# Assigned task:
In the records below, begin at the line containing "no product cost." and end at the line containing "m.platform_fees_fixed += fees.platform_fee_fixed;"; quote every line in that span exactly, including both boundary lines, and no others.

Stored data entries:
:::
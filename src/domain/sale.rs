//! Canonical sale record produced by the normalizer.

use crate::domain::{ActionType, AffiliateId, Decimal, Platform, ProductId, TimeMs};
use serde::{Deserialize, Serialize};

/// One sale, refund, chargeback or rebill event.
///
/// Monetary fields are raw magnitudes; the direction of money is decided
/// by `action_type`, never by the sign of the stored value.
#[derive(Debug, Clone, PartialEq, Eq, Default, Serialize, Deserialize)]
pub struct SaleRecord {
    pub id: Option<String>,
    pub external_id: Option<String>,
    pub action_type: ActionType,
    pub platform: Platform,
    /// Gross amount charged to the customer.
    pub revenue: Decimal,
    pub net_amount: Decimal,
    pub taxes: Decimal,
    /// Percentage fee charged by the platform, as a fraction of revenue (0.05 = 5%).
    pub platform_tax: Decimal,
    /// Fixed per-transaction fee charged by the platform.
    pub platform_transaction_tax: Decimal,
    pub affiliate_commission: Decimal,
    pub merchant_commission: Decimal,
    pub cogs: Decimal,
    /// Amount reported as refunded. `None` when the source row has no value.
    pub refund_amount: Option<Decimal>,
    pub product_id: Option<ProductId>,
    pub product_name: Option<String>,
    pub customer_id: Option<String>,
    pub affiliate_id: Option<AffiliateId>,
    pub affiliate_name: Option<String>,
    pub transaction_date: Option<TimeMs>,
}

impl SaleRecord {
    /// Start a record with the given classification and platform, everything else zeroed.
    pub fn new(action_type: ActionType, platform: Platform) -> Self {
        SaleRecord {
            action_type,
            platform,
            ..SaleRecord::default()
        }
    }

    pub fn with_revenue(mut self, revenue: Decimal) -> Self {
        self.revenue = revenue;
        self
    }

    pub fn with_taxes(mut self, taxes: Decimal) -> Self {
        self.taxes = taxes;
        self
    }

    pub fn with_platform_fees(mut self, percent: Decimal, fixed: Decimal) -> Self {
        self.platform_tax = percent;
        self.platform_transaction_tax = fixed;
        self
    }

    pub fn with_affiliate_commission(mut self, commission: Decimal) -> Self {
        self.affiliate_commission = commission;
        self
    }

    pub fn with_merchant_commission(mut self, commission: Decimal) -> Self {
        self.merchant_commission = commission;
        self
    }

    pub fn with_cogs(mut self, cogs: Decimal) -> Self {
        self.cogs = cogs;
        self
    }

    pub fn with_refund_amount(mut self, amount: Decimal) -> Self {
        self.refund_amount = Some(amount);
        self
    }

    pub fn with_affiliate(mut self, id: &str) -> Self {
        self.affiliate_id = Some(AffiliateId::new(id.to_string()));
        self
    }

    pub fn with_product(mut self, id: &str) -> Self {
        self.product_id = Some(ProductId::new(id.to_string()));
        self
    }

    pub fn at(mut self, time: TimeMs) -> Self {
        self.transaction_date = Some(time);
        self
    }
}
:::
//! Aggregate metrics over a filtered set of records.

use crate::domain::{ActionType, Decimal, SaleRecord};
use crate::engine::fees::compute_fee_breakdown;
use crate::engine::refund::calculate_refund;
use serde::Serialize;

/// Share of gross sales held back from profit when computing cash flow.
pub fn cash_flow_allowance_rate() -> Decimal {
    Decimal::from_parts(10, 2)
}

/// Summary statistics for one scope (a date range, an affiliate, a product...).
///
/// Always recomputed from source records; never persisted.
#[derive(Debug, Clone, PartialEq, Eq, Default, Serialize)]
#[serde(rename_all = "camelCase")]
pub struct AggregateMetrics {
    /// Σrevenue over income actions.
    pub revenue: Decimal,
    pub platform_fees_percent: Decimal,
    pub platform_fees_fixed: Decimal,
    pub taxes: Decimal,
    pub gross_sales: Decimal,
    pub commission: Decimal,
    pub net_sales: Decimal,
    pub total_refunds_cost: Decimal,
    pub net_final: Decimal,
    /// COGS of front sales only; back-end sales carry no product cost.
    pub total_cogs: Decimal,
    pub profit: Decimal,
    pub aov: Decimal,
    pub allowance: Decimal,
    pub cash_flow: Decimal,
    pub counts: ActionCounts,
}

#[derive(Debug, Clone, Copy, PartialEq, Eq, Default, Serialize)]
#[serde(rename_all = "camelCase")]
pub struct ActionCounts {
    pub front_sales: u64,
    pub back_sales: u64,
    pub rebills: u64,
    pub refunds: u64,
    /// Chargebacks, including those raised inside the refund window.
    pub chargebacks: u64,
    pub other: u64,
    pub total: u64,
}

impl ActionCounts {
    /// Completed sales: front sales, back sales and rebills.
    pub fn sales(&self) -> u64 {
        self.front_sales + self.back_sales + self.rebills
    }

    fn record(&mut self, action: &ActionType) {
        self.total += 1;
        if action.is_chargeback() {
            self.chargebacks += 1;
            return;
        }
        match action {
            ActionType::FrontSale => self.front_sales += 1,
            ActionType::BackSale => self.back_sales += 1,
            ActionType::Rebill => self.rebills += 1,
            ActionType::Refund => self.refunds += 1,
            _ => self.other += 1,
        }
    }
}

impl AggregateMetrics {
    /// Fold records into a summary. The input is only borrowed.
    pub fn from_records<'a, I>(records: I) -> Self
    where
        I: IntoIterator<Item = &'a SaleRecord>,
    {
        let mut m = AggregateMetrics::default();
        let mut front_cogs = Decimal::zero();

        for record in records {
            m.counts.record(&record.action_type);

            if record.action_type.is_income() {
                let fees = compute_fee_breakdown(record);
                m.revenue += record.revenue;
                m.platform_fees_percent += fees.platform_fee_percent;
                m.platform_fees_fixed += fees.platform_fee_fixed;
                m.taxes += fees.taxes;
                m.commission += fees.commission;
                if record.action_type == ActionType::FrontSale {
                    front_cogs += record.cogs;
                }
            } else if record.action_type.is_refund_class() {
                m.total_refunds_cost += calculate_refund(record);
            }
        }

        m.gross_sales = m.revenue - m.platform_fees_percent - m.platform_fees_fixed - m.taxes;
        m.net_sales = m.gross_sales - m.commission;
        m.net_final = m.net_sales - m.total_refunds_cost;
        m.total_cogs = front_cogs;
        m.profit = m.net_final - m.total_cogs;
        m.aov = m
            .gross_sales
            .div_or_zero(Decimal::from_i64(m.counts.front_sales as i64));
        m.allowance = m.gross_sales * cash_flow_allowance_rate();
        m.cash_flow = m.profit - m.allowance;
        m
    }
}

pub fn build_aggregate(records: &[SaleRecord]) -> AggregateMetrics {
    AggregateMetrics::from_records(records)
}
:::
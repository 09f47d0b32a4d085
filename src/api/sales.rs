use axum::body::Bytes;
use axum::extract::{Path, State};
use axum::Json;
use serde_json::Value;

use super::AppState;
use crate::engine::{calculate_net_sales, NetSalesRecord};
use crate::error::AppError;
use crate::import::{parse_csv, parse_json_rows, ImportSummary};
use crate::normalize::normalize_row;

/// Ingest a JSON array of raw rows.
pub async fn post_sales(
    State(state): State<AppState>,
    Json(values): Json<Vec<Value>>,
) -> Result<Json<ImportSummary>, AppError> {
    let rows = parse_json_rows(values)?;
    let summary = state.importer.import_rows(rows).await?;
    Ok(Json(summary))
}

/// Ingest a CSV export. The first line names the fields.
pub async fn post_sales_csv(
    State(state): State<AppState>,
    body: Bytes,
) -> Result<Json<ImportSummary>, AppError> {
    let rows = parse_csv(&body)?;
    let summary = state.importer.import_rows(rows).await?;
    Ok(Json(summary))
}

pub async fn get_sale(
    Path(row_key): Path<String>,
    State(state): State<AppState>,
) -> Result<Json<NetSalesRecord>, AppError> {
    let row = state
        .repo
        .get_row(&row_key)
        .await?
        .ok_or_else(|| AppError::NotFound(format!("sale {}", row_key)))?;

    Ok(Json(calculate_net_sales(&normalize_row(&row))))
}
:::
# Exercise answer:
    /// COGS of front sales only; back-end sales carry no product cost.
    pub total_cogs: Decimal,
    pub profit: Decimal,
    pub aov: Decimal,
    pub allowance: Decimal,
    pub cash_flow: Decimal,
    pub counts: ActionCounts,
}

#[derive(Debug, Clone, Copy, PartialEq, Eq, Default, Serialize)]
#[serde(rename_all = "camelCase")]
pub struct ActionCounts {
    pub front_sales: u64,
    pub back_sales: u64,
    pub rebills: u64,
    pub refunds: u64,
    /// Chargebacks, including those raised inside the refund window.
    pub chargebacks: u64,
    pub other: u64,
    pub total: u64,
}

impl ActionCounts {
    /// Completed sales: front sales, back sales and rebills.
    pub fn sales(&self) -> u64 {
        self.front_sales + self.back_sales + self.rebills
    }

    fn record(&mut self, action: &ActionType) {
        self.total += 1;
        if action.is_chargeback() {
            self.chargebacks += 1;
            return;
        }
        match action {
            ActionType::FrontSale => self.front_sales += 1,
            ActionType::BackSale => self.back_sales += 1,
            ActionType::Rebill => self.rebills += 1,
            ActionType::Refund => self.refunds += 1,
            _ => self.other += 1,
        }
    }
}

impl AggregateMetrics {
    /// Fold records into a summary. The input is only borrowed.
    pub fn from_records<'a, I>(records: I) -> Self
    where
        I: IntoIterator<Item = &'a SaleRecord>,
    {
        let mut m = AggregateMetrics::default();
        let mut front_cogs = Decimal::zero();

        for record in records {
            m.counts.record(&record.action_type);

            if record.action_type.is_income() {
                let fees = compute_fee_breakdown(record);
                m.revenue += record.revenue;
                m.platform_fees_percent += fees.platform_fee_percent;
                m.platform_fees_fixed += fees.platform_fee_fixed;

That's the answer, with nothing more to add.